3

I am trying to make a simple web crawler with PHP and I am having issues getting the HTML source of a given URL. I am currently using cURL to get the source.

My code:

 $url = "http://www.nytimes.com/";

    function url_get_contents($Url) {
        if (!function_exists('curl_init')) {
            die('CURL is not installed!');
        }
        $ch = curl_init();
        curl_setopt($ch, CURLOPT_URL, $Url);
        curl_setopt($ch, CURLOPT_RETURNTRANSFER, true);
        $output = curl_exec($ch);
        if ($output === false) { die(curl_error($ch)); }
        curl_close($ch);
        return $output;
    }

    echo url_get_contents($url);
    ?>

Right now nothing gets echoed and there aren't any errors, so it is a bit of a mystery.
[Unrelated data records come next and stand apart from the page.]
use super::dispatch_set::DispatchSet;
use super::listener::{AcceptFn, Listener};
use super::participant::{Sink, Source};
use crate::error::{Error, Result};
use crate::sys;

use std::io;
use std::os::fd::RawFd;
use std::time::Duration;

use tracing::{debug, trace};

/// Wait clamp applied when idle callbacks are registered and the
/// caller asked for an unbounded wait. Without it, idle callbacks
/// would never run while the reactor is parked on a cold descriptor
/// set.
const IDLE_TICK: Duration = Duration::from_secs(1);

/// Handle identifying a registered idle callback.
#[derive(Debug, Clone, Copy, PartialEq, Eq)]
pub struct IdlerToken(usize);

/// Mutations requested by participants during dispatch.
///
/// Participants cannot touch the reactor directly while it is
/// dispatching (the dispatch sets own them), so registrations and
/// removals are queued as commands and applied once the three sets
/// have run, before idle callbacks.
pub(crate) enum Command {
    AddInput(Box<dyn Source>),
    AddOutput(Box<dyn Sink>),
    AddErr(Box<dyn Sink>),
    DelInput(RawFd),
    DelOutput(RawFd),
    DelErr(RawFd),
    Remove(RawFd),
    Done,
}

/// Registration context handed to every `process` call.
///
/// This is the explicit replacement for an ambient "current reactor"
/// reference: a participant that wants to register an accepted
/// connection, deregister itself, or stop the loop does so through
/// the scope it was invoked with.
pub struct Scope<'a> {
    commands: &'a mut Vec<Command>,
}

impl<'a> Scope<'a> {
    pub(crate) fn new(commands: &'a mut Vec<Command>) -> Self {
        Self { commands }
    }

    pub(crate) fn push(&mut self, command: Command) {
        self.commands.push(command);
    }

    /// Queues a source for registration in the input set.
    pub fn add_input(&mut self, source: impl Source + 'static) {
        self.push(Command::AddInput(Box::new(source)));
    }

    /// Queues a sink for registration in the output set.
    pub fn add_output(&mut self, sink: impl Sink + 'static) {
        self.push(Command::AddOutput(Box::new(sink)));
    }

    /// Queues a sink for registration in the error set.
    pub fn add_err(&mut self, sink: impl Sink + 'static) {
        self.push(Command::AddErr(Box::new(sink)));
    }

    /// Queues removal of the input participant keyed on `fd`.
    pub fn del_input(&mut self, fd: RawFd) {
        self.push(Command::DelInput(fd));
    }

    /// Queues removal of the output participant keyed on `fd`.
    pub fn del_output(&mut self, fd: RawFd) {
        self.push(Command::DelOutput(fd));
    }

    /// Queues removal of the error participant keyed on `fd`.
    pub fn del_err(&mut self, fd: RawFd) {
        self.push(Command::DelErr(fd));
    }

    /// Queues removal of `fd` from every set.
    pub fn remove(&mut self, fd: RawFd) {
        self.push(Command::Remove(fd));
    }

    /// Queues registration of a [`Listener`] on a listening socket.
    ///
    /// The descriptor is switched to non-blocking mode.
    pub fn add_listener(&mut self, fd: RawFd, accept: impl AcceptFn + 'static) -> io::Result<()> {
        let listener = Listener::new(fd, accept)?;
        self.push(Command::AddInput(Box::new(listener)));
        Ok(())
    }

    /// Requests loop shutdown.
    ///
    /// Pending output is flushed before the done flag is raised, so
    /// voluntarily-queued writes are not silently dropped.
    pub fn done(&mut self) {
        self.push(Command::Done);
    }
}

/// The readiness-driven event dispatcher.
///
/// A `Reactor` owns three [`DispatchSet`]s — input, output and error —
/// plus an ordered list of idle callbacks and a done flag. Each call
/// to [`process`](Reactor::process) runs one cycle:
///
/// 1. prune entries whose descriptor died in a previous cycle,
/// 2. ask every set which descriptors currently want readiness,
/// 3. wait once in the OS readiness primitive (skipped entirely when
///    all three candidate lists are empty),
/// 4. dispatch in the fixed order **error, output, input**,
/// 5. apply registrations queued by participants during dispatch,
/// 6. run idle callbacks in registration order.
///
/// Scheduling is strictly single-threaded and cooperative; the wait
/// in step 3 is the only suspension point.
pub struct Reactor {
    inputs: DispatchSet<dyn Source>,
    outputs: DispatchSet<dyn Sink>,
    errs: DispatchSet<dyn Sink>,
    idlers: Vec<(IdlerToken, Box<dyn FnMut()>)>,
    next_idler: usize,
    done: bool,
}

impl Reactor {
    /// Creates a reactor with empty dispatch sets.
    pub fn new() -> Self {
        Self {
            inputs: DispatchSet::new(),
            outputs: DispatchSet::new(),
            errs: DispatchSet::new(),
            idlers: Vec::new(),
            next_idler: 0,
            done: false,
        }
    }

    /// Registers a source in the input set.
    pub fn add_input(&mut self, source: impl Source + 'static) {
        debug!(fd = source.fd(), "registering input");
        self.inputs.add(Box::new(source));
    }

    /// Removes the input participant keyed on `fd`.
    pub fn del_input(&mut self, fd: RawFd) {
        self.inputs.delete(fd);
    }

    /// Registers a sink in the output set.
    pub fn add_output(&mut self, sink: impl Sink + 'static) {
        debug!(fd = sink.fd(), "registering output");
        self.outputs.add(Box::new(sink));
    }

    /// Removes the output participant keyed on `fd`.
    pub fn del_output(&mut self, fd: RawFd) {
        self.outputs.delete(fd);
    }

    /// Registers a sink in the error set.
    pub fn add_err(&mut self, sink: impl Sink + 'static) {
        debug!(fd = sink.fd(), "registering error watcher");
        self.errs.add(Box::new(sink));
    }

    /// Removes the error participant keyed on `fd`.
    pub fn del_err(&mut self, fd: RawFd) {
        self.errs.delete(fd);
    }

    /// Removes `fd` from every set.
    pub fn remove(&mut self, fd: RawFd) {
        self.inputs.delete(fd);
        self.outputs.delete(fd);
        self.errs.delete(fd);
    }

    /// Registers a [`Listener`] accepting connections on `fd`.
    ///
    /// The descriptor is switched to non-blocking mode. The accept
    /// callback produces the source/sink pair to register for each
    /// new connection.
    pub fn add_listener(&mut self, fd: RawFd, accept: impl AcceptFn + 'static) -> io::Result<()> {
        let listener = Listener::new(fd, accept)?;
        self.add_input(listener);
        Ok(())
    }

    /// Registers an idle callback, run once per cycle after dispatch.
    ///
    /// Idle callbacks are the only place work not triggered by I/O
    /// readiness runs. They execute in registration order.
    pub fn add_idler(&mut self, callback: impl FnMut() + 'static) -> IdlerToken {
        let token = IdlerToken(self.next_idler);
        self.next_idler += 1;
        self.idlers.push((token, Box::new(callback)));
        token
    }

    /// Removes a previously registered idle callback.
    pub fn del_idler(&mut self, token: IdlerToken) {
        self.idlers.retain(|(t, _)| *t != token);
    }

    /// Runs one reactor cycle.
    ///
    /// `timeout` bounds how long the cycle may block in the readiness
    /// wait; `None` means unbounded — except when idle callbacks are
    /// registered, in which case the wait is clamped to a one-second
    /// tick so the callbacks keep their once-per-cycle cadence. When
    /// all three candidate lists are empty the wait is skipped
    /// entirely (idle callbacks still run).
    pub fn process(&mut self, timeout: Option<Duration>) -> Result<()> {
        self.inputs.cleanup_closed();
        self.outputs.cleanup_closed();
        self.errs.cleanup_closed();

        let read = self.inputs.needs_processing();
        let write = self.outputs.needs_processing();
        let err = self.errs.needs_processing();

        if !(read.is_empty() && write.is_empty() && err.is_empty()) {
            let timeout = match timeout {
                None if !self.idlers.is_empty() => Some(IDLE_TICK),
                other => other,
            };

            trace!(
                inputs = read.len(),
                outputs = write.len(),
                errs = err.len(),
                "waiting for readiness"
            );

            let ready = sys::sys_wait(&read, &write, &err, timeout).map_err(Error::Wait)?;

            trace!(
                readable = ready.read.len(),
                writable = ready.write.len(),
                erroring = ready.err.len(),
                "dispatching"
            );

            self.dispatch(&ready.err, &ready.write, &ready.read)?;
        }

        for (_, idler) in &mut self.idlers {
            idler();
        }

        Ok(())
    }

    /// Pushes out pending buffered writes without touching inputs.
    ///
    /// Runs a zero-timeout readiness check restricted to the output
    /// and error sets and dispatches whatever is ready. Used to drain
    /// final output before a controlled shutdown without risking an
    /// indefinite block on input.
    pub fn flush(&mut self) -> Result<()> {
        let write = self.outputs.needs_processing();
        let err = self.errs.needs_processing();

        if write.is_empty() && err.is_empty() {
            return Ok(());
        }

        let ready =
            sys::sys_wait(&[], &write, &err, Some(Duration::ZERO)).map_err(Error::Wait)?;

        self.dispatch(&ready.err, &ready.write, &[])
    }

    /// Flushes pending output, then raises the done flag.
    pub fn done(&mut self) -> Result<()> {
        self.flush()?;
        self.done = true;
        Ok(())
    }

    /// Whether the done flag is raised.
    pub fn is_done(&self) -> bool {
        self.done
    }

    /// Runs [`process`](Reactor::process) until the done flag is
    /// raised.
    ///
    /// The flag is reset first, so a finished reactor can be served
    /// again.
    pub fn serve(&mut self, timeout: Option<Duration>) -> Result<()> {
        self.done = false;
        while !self.done {
            self.process(timeout)?;
        }
        Ok(())
    }

    /// Like [`serve`](Reactor::serve), with a callback invoked after
    /// every cycle.
    pub fn serve_with(
        &mut self,
        timeout: Option<Duration>,
        mut per_cycle: impl FnMut(&mut Self),
    ) -> Result<()> {
        self.done = false;
        while !self.done {
            self.process(timeout)?;
            per_cycle(self);
        }
        Ok(())
    }

    /// Dispatches the three sets in the fixed error/output/input
    /// order, then applies queued commands.
    ///
    /// Errors drain first so a broken handle is not fed more output;
    /// output drains before input so an input handler that triggers
    /// more output cannot starve already-queued writes. Commands are
    /// applied even when a participant failed, so registrations that
    /// happened before the failure are not lost.
    fn dispatch(&mut self, err: &[RawFd], write: &[RawFd], read: &[RawFd]) -> Result<()> {
        let mut commands = Vec::new();

        let result = (|| -> io::Result<()> {
            let mut scope = Scope::new(&mut commands);
            self.errs.process(err, &mut scope)?;
            self.outputs.process(write, &mut scope)?;
            self.inputs.process(read, &mut scope)
        })();

        let done_requested = self.apply(commands);
        result.map_err(Error::Dispatch)?;

        if done_requested {
            self.done()?;
        }

        Ok(())
    }

    fn apply(&mut self, commands: Vec<Command>) -> bool {
        let mut done_requested = false;

        for command in commands {
            match command {
                Command::AddInput(source) => {
                    debug!(fd = source.fd(), "registering input");
                    self.inputs.add(source);
                }
                Command::AddOutput(sink) => {
                    debug!(fd = sink.fd(), "registering output");
                    self.outputs.add(sink);
                }
                Command::AddErr(sink) => {
                    debug!(fd = sink.fd(), "registering error watcher");
                    self.errs.add(sink);
                }
                Command::DelInput(fd) => {
                    self.inputs.delete(fd);
                }
                Command::DelOutput(fd) => {
                    self.outputs.delete(fd);
                }
                Command::DelErr(fd) => {
                    self.errs.delete(fd);
                }
                Command::Remove(fd) => {
                    self.inputs.delete(fd);
                    self.outputs.delete(fd);
                    self.errs.delete(fd);
                }
                Command::Done => done_requested = true,
            }
        }

        done_requested
    }
}

impl Default for Reactor {
    fn default() -> Self {
        Self::new()
    }
}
Any suggestions or fixes will be appreciated

Edit: I added

if ($output === false) { die(curl_error($ch)); }

to the middle of the function and it ended up giving me an error (finally!):

Could not resolve host: www.nytimes.com

I still do not really know what the problem is. Any ideas?

Thanks

Matt Carey
  • 51
  • 6

2 Answers2

2

Turns out that it was not a cURL problem

My host server (Ubuntu VM) was working off of a "host-only" network adapter which blocked access to all other IPs or domains outside of it's host machine making it impossible for cURL to connect to URLs.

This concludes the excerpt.